Lets compare the K-means clustering against the hierarchical clustering:
nci_kmeans <- NCI60$data %>% kmeans(4, nstart = 20)
nci_kmeans_four_cluster <- nci_kmeans$cluster
table( nci_kmeans_four_cluster, nci_four_cluster )## nci_four_cluster
## nci_kmeans_four_cluster 1 2 3 4
## 1 23 7 0 0
## 2 0 0 8 0
## 3 8 0 0 9
## 4 9 0 0 0We see diferences in the clustering allocations.

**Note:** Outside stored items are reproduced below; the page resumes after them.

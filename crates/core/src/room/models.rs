#![allow(missing_docs)]

//! Room record and the identifiers it carries.

use std::{fmt, str::FromStr};

use chrono::{DateTime, Utc};
use once_cell::sync::Lazy;
use rand::Rng;
use regex::Regex;
use serde::{Deserialize, Serialize};

use crate::{
    error::RoomError,
    rules::{Board, ForcedBoard, GameResult, Mark, SubResult, GRID_SIZE},
};

/// Characters used for generated room codes.
pub const ROOM_CODE_ALPHABET: &[u8] = b"ABCDEFGHIJKLMNOPQRSTUVWXYZ0123456789";
/// Length of generated room codes unless configured otherwise.
pub const DEFAULT_ROOM_CODE_LENGTH: usize = 5;
/// Longest accepted room code.
pub const MAX_ROOM_ID_LEN: usize = 16;
/// Longest accepted seat label, in characters.
pub const MAX_SEAT_ID_LEN: usize = 20;

static ROOM_ID_RE: Lazy<Regex> =
    Lazy::new(|| Regex::new(r"^[A-Za-z0-9]{1,16}$").expect("invalid room id regex"));

/// Short human-enterable room code, normalised to uppercase.
///
/// Lookups are case-insensitive because parsing folds the input; two ids
/// compare equal whenever their codes match ignoring case.
#[derive(Debug, Clone, PartialEq, Eq, Hash, PartialOrd, Ord, Serialize, Deserialize)]
#[serde(try_from = "String", into = "String")]
pub struct RoomId(String);

impl RoomId {
    /// Parse user input into a room id.
    pub fn parse(raw: &str) -> Result<Self, RoomError> {
        let trimmed = raw.trim();
        if !ROOM_ID_RE.is_match(trimmed) {
            return Err(RoomError::InvalidRoomId(raw.to_string()));
        }
        Ok(Self(trimmed.to_ascii_uppercase()))
    }

    /// Draw a random code of `len` characters (clamped to `1..=16`).
    pub fn generate<R: Rng + ?Sized>(rng: &mut R, len: usize) -> Self {
        let len = len.clamp(1, MAX_ROOM_ID_LEN);
        let code = (0..len)
            .map(|_| ROOM_CODE_ALPHABET[rng.gen_range(0..ROOM_CODE_ALPHABET.len())] as char)
            .collect();
        Self(code)
    }

    /// Borrow the normalised code.
    pub fn as_str(&self) -> &str {
        &self.0
    }
}

impl FromStr for RoomId {
    type Err = RoomError;

    fn from_str(s: &str) -> Result<Self, Self::Err> {
        Self::parse(s)
    }
}

impl TryFrom<String> for RoomId {
    type Error = RoomError;

    fn try_from(value: String) -> Result<Self, Self::Error> {
        Self::parse(&value)
    }
}

impl From<RoomId> for String {
    fn from(id: RoomId) -> Self {
        id.0
    }
}

impl fmt::Display for RoomId {
    fn fmt(&self, f: &mut fmt::Formatter<'_>) -> fmt::Result {
        f.write_str(&self.0)
    }
}

/// Opaque label of the participant holding a seat.
#[derive(Debug, Clone, PartialEq, Eq, Hash, Serialize, Deserialize)]
#[serde(try_from = "String", into = "String")]
pub struct SeatId(String);

impl SeatId {
    /// Validate a participant label: trimmed, non-empty, at most 20 characters.
    pub fn parse(raw: &str) -> Result<Self, RoomError> {
        let trimmed = raw.trim();
        if trimmed.is_empty() {
            return Err(RoomError::InvalidSeatId("must not be empty".to_string()));
        }
        if trimmed.chars().count() > MAX_SEAT_ID_LEN {
            return Err(RoomError::InvalidSeatId(format!(
                "must be at most {MAX_SEAT_ID_LEN} characters"
            )));
        }
        Ok(Self(trimmed.to_string()))
    }

    /// Borrow the label.
    pub fn as_str(&self) -> &str {
        &self.0
    }
}

impl FromStr for SeatId {
    type Err = RoomError;

    fn from_str(s: &str) -> Result<Self, Self::Err> {
        Self::parse(s)
    }
}

impl TryFrom<String> for SeatId {
    type Error = RoomError;

    fn try_from(value: String) -> Result<Self, Self::Error> {
        Self::parse(&value)
    }
}

impl From<SeatId> for String {
    fn from(id: SeatId) -> Self {
        id.0
    }
}

impl fmt::Display for SeatId {
    fn fmt(&self, f: &mut fmt::Formatter<'_>) -> fmt::Result {
        f.write_str(&self.0)
    }
}

/// Coarse lifecycle phase of a room, derived from its fields.
#[derive(Debug, Clone, Copy, PartialEq, Eq)]
pub enum RoomState {
    /// At least one seat is free and the game is not over.
    WaitingForSeats,
    /// Both seats are held and the game is not over.
    InProgress,
    /// Won, drawn, or forfeited. Only a reset leaves this state.
    Terminated,
}

impl fmt::Display for RoomState {
    fn fmt(&self, f: &mut fmt::Formatter<'_>) -> fmt::Result {
        f.write_str(match self {
            RoomState::WaitingForSeats => "waiting for seats",
            RoomState::InProgress => "in progress",
            RoomState::Terminated => "terminated",
        })
    }
}

/// Persisted room record, the aggregate root of a game.
///
/// Field names on the wire follow the shared room table: `mini_winners`,
/// `allowed_board` and `winner` hold the derived results.
#[derive(Debug, Clone, PartialEq, Eq, Serialize, Deserialize)]
pub struct Room {
    pub id: RoomId,
    pub board: Board,
    #[serde(rename = "mini_winners")]
    pub sub_results: [SubResult; GRID_SIZE],
    pub current_player: Mark,
    #[serde(rename = "allowed_board")]
    pub forced_board: ForcedBoard,
    #[serde(rename = "winner")]
    pub result: GameResult,
    pub player_x: Option<SeatId>,
    pub player_o: Option<SeatId>,
    pub draw_proposed_by: Option<Mark>,
    pub forfeit_by: Option<Mark>,
    /// Bumped by the store on every persisted write.
    #[serde(default)]
    pub revision: u64,
    pub created_at: DateTime<Utc>,
    pub updated_at: DateTime<Utc>,
}

impl Room {
    /// Fresh room: empty board, X to move anywhere, no seats taken.
    pub fn new(id: RoomId, now: DateTime<Utc>) -> Self {
        Self {
            id,
            board: Board::default(),
            sub_results: [SubResult::Undecided; GRID_SIZE],
            current_player: Mark::X,
            forced_board: None,
            result: GameResult::Ongoing,
            player_x: None,
            player_o: None,
            draw_proposed_by: None,
            forfeit_by: None,
            revision: 0,
            created_at: now,
            updated_at: now,
        }
    }

    /// Participant holding the seat for `mark`.
    pub fn seat(&self, mark: Mark) -> Option<&SeatId> {
        match mark {
            Mark::X => self.player_x.as_ref(),
            Mark::O => self.player_o.as_ref(),
        }
    }

    /// Mark held by `seat`, if it holds one. X wins ties.
    pub fn mark_of(&self, seat: &SeatId) -> Option<Mark> {
        [Mark::X, Mark::O]
            .into_iter()
            .find(|mark| self.seat(*mark) == Some(seat))
    }

    pub fn is_terminal(&self) -> bool {
        self.result.is_terminal()
    }

    pub fn state(&self) -> RoomState {
        if self.is_terminal() {
            RoomState::Terminated
        } else if self.player_x.is_some() && self.player_o.is_some() {
            RoomState::InProgress
        } else {
            RoomState::WaitingForSeats
        }
    }
}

Rather than perform hierarchical clustering on the entire matrix, we can perform it on the first few principal component scores.
NCI60$data %>%
prcomp(scale = T) %>%
.$x %>% .[,1:5] %>%
dist() %>%
hclust() -> nci_hc_pca
ggdendrogram(nci_hc_pca)
Not surprisingly the results are different. Sometimes performing clustering on the first few principal components can give better results. We might view the PCA step as 'de-noising' the data.